■ **Activity**: Go through the records below and report each line with "contains" in it.

■ **Stored items**:
-=-=-
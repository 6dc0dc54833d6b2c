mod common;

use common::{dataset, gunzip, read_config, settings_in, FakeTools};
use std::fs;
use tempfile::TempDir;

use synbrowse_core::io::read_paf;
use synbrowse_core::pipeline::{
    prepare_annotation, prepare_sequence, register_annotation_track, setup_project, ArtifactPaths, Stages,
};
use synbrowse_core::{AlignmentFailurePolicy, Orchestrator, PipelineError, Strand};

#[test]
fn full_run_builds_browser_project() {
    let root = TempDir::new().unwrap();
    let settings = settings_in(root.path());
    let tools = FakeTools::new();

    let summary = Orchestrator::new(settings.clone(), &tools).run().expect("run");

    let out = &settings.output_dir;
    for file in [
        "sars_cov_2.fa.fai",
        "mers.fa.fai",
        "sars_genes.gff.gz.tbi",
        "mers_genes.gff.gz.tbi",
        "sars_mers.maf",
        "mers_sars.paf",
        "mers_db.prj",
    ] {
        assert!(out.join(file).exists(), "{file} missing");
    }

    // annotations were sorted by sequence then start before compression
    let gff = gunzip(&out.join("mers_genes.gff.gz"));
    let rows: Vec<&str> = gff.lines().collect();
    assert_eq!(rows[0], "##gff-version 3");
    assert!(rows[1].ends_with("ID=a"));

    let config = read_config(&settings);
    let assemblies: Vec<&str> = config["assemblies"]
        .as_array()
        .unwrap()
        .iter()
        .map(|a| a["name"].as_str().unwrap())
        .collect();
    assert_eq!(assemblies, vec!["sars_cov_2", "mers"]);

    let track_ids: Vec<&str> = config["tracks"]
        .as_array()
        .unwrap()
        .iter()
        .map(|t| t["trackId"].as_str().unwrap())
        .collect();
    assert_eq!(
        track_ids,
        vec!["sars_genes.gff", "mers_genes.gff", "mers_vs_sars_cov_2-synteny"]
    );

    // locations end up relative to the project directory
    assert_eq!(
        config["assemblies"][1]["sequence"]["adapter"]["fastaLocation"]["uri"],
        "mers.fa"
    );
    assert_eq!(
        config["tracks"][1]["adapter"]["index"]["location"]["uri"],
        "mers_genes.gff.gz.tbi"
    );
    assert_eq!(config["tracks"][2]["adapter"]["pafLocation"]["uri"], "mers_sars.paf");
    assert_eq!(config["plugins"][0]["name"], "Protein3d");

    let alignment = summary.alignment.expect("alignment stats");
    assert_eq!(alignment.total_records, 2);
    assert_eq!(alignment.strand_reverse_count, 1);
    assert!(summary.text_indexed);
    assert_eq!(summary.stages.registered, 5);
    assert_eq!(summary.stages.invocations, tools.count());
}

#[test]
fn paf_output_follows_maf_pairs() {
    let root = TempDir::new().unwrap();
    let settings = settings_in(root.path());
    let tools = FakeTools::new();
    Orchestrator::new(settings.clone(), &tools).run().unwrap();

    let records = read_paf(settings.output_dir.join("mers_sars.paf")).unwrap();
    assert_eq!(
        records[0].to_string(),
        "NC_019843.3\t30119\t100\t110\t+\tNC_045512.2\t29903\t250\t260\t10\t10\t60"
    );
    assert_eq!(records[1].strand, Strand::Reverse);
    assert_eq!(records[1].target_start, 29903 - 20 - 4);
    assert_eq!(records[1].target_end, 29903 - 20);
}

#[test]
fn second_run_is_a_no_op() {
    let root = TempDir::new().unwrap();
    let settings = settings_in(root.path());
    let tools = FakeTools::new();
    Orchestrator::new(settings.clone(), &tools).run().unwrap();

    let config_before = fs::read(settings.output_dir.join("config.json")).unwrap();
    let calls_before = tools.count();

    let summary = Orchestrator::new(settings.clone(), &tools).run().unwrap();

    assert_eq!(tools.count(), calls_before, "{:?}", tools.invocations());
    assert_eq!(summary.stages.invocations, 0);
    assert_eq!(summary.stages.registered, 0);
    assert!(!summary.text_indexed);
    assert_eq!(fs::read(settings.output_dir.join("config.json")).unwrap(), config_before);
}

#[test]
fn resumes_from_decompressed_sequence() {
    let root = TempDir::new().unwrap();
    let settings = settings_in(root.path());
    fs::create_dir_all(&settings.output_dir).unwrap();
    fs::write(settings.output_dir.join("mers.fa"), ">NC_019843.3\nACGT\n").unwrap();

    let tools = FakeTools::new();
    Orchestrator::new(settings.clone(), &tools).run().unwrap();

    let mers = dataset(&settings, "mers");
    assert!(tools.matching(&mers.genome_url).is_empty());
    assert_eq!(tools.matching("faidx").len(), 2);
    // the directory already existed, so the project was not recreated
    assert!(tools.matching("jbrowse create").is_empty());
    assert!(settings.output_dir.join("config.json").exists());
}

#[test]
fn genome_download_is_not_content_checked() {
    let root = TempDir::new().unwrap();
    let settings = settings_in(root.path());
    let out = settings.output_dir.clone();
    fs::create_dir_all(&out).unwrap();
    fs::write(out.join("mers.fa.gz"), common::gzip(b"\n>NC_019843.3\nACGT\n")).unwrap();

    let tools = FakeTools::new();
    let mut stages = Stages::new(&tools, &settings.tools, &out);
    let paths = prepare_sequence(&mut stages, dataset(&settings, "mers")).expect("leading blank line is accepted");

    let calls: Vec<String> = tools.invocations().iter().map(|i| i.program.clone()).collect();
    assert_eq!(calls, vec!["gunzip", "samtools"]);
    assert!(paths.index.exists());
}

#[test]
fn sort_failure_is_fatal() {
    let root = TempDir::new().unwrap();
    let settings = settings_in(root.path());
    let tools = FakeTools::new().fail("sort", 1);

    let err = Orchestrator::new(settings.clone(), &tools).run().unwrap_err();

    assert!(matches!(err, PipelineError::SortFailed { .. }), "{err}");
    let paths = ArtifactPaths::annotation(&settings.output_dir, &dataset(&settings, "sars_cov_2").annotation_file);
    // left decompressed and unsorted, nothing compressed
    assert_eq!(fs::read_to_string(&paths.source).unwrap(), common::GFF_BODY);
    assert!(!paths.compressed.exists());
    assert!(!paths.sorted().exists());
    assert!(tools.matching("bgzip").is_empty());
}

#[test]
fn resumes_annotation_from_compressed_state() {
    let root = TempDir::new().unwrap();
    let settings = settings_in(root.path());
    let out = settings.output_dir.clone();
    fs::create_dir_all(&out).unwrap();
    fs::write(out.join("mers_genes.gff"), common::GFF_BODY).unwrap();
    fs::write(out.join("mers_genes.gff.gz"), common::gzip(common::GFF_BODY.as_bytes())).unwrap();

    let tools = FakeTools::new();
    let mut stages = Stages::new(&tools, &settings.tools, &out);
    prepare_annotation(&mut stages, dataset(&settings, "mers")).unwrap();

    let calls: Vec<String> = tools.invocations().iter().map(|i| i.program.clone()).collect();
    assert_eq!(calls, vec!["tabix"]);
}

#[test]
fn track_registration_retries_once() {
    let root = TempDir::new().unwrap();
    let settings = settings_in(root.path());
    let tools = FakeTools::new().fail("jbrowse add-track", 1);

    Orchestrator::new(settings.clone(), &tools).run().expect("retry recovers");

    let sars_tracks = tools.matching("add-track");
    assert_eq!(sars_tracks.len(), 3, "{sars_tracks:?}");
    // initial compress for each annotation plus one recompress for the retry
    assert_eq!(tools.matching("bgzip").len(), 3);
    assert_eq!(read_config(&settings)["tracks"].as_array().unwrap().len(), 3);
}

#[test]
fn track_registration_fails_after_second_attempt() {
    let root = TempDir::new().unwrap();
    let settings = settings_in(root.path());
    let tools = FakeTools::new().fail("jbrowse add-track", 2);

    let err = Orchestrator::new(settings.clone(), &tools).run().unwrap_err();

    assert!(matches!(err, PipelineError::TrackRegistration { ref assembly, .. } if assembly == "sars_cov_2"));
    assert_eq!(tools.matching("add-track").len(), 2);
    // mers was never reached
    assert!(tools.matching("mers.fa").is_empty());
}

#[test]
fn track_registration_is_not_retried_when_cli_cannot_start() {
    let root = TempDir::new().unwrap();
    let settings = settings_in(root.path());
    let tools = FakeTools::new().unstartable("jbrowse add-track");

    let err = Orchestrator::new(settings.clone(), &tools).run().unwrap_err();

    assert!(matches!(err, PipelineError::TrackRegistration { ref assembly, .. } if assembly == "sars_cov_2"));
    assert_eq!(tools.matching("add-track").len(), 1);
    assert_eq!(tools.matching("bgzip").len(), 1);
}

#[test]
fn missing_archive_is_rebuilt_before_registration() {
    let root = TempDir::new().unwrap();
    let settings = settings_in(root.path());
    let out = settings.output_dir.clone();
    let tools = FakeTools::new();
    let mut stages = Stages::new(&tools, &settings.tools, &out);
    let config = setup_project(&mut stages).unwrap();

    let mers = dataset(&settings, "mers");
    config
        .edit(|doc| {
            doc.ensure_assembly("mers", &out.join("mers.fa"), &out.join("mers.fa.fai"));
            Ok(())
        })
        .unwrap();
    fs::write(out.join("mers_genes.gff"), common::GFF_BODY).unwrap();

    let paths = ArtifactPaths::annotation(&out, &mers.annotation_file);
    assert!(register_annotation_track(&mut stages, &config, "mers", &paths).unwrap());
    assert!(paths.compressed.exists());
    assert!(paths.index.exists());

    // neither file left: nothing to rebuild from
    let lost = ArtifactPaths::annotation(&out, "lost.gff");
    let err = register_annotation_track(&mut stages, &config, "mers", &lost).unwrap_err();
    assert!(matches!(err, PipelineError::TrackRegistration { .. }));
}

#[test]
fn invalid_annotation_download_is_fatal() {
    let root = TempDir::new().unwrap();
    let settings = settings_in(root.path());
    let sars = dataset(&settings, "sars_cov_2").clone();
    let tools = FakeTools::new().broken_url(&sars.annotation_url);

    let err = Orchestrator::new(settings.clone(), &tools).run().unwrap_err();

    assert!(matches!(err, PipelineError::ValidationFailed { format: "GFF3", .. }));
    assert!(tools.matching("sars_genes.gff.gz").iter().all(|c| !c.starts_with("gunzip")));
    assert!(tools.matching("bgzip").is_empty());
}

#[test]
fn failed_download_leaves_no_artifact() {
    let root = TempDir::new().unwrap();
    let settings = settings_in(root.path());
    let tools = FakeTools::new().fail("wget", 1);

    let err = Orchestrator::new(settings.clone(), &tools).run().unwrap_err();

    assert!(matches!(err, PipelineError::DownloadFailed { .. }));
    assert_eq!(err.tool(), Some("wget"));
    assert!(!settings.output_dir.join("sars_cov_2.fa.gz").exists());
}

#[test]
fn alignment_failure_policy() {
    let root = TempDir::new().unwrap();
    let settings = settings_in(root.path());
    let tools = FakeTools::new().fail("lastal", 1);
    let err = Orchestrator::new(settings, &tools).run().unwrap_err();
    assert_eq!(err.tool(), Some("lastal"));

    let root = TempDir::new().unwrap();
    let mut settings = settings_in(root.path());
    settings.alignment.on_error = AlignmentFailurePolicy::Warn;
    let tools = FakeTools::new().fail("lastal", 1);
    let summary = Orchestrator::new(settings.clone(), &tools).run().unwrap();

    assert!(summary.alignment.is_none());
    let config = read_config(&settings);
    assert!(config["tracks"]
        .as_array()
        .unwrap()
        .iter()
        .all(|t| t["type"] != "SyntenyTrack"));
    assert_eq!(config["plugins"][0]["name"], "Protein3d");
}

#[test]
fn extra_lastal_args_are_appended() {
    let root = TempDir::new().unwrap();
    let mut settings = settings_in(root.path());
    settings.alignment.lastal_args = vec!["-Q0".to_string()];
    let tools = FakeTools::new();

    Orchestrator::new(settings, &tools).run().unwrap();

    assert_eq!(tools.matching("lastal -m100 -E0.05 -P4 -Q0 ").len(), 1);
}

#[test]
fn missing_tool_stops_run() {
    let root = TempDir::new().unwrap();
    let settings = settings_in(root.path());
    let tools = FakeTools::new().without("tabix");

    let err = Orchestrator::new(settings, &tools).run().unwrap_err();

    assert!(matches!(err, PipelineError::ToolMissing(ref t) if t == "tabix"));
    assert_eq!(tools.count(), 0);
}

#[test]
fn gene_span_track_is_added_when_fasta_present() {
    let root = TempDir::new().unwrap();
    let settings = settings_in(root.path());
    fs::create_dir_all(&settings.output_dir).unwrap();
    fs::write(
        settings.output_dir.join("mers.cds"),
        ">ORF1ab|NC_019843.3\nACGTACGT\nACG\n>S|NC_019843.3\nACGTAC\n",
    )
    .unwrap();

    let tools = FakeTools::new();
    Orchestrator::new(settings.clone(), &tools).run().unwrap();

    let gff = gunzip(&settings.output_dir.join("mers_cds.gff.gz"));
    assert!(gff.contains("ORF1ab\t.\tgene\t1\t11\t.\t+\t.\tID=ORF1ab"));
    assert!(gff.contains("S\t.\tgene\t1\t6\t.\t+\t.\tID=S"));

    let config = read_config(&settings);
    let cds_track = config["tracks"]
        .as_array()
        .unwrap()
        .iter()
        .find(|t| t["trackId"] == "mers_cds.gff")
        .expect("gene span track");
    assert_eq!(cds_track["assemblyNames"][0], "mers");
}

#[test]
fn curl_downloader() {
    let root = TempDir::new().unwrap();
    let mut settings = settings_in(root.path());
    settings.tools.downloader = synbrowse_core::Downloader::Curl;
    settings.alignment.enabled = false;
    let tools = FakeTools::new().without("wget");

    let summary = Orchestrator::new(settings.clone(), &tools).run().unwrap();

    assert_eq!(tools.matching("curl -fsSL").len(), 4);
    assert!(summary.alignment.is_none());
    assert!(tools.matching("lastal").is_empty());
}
-=-=-
■ **Answer space**:
    assert!(gff.contains("ORF1ab\t.\tgene\t1\t11\t.\t+\t.\tID=ORF1ab"));
    assert!(gff.contains("S\t.\tgene\t1\t6\t.\t+\t.\tID=S"));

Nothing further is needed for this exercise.